What is needed is every line of the data that includes the word "impl". Please copy each one.
(RECORD EXCERPTS begins)
/*!
 * Mock language detector for testing.
 *
 * - `MockDetector::detecting(tag)` - Always answers with the given tag
 * - `MockDetector::failing()` - Always fails as if the endpoint were unreachable
 * - `MockDetector::rejecting(status)` - Always fails with a non-200 status
 * - `MockDetector::garbled()` - Always fails as if the body could not be decoded
 */

use async_trait::async_trait;
use std::sync::atomic::{AtomicUsize, Ordering};
use std::sync::{Arc, Mutex};

use crate::errors::DetectorError;
use crate::providers::LanguageDetector;

/// Behavior mode for the mock detector
#[derive(Debug, Clone, PartialEq)]
pub enum MockBehavior {
    /// Always succeeds with this language tag
    Detect(String),
    /// Always fails with a transport error
    Failing,
    /// Always fails with the given HTTP status
    Status(u16),
    /// Answers with a body that is not a language response
    Garbled,
}

/// Mock detector that records what it was asked
#[derive(Debug)]
pub struct MockDetector {
    /// Behavior mode
    behavior: MockBehavior,
    /// Number of calls made
    request_count: Arc<AtomicUsize>,
    /// Text of the last call
    last_text: Mutex<Option<String>>,
}

impl MockDetector {
    pub fn new(behavior: MockBehavior) -> Self {
        Self {
            behavior,
            request_count: Arc::new(AtomicUsize::new(0)),
            last_text: Mutex::new(None),
        }
    }

    /// Detector that always answers `tag`
    pub fn detecting(tag: impl Into<String>) -> Self {
        Self::new(MockBehavior::Detect(tag.into()))
    }

    pub fn failing() -> Self {
        Self::new(MockBehavior::Failing)
    }

    pub fn rejecting(status_code: u16) -> Self {
        Self::new(MockBehavior::Status(status_code))
    }

    pub fn garbled() -> Self {
        Self::new(MockBehavior::Garbled)
    }

    /// Number of detection requests received so far
    pub fn request_count(&self) -> usize {
        self.request_count.load(Ordering::SeqCst)
    }

    /// Text sent with the most recent request
    pub fn last_text(&self) -> Option<String> {
        self.last_text.lock().ok().and_then(|guard| guard.clone())
    }
}

#[async_trait]
impl LanguageDetector for MockDetector {
    async fn detect_language(&self, text: &str) -> Result<String, DetectorError> {
        self.request_count.fetch_add(1, Ordering::SeqCst);
        if let Ok(mut last) = self.last_text.lock() {
            *last = Some(text.to_string());
        }

        match &self.behavior {
            MockBehavior::Detect(tag) => Ok(tag.clone()),
            MockBehavior::Failing => Err(DetectorError::RequestFailed(
                "connection refused (mock)".to_string(),
            )),
            MockBehavior::Status(status_code) => Err(DetectorError::ApiError {
                status_code: *status_code,
                message: String::new(),
            }),
            MockBehavior::Garbled => Err(DetectorError::ParseError(
                "expected value at line 1 column 1".to_string(),
            )),
        }
    }
}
(RECORD EXCERPTS ends)
■ EXERCISE SOLUTION:
impl MockDetector {
    pub fn detecting(tag: impl Into<String>) -> Self {
impl LanguageDetector for MockDetector {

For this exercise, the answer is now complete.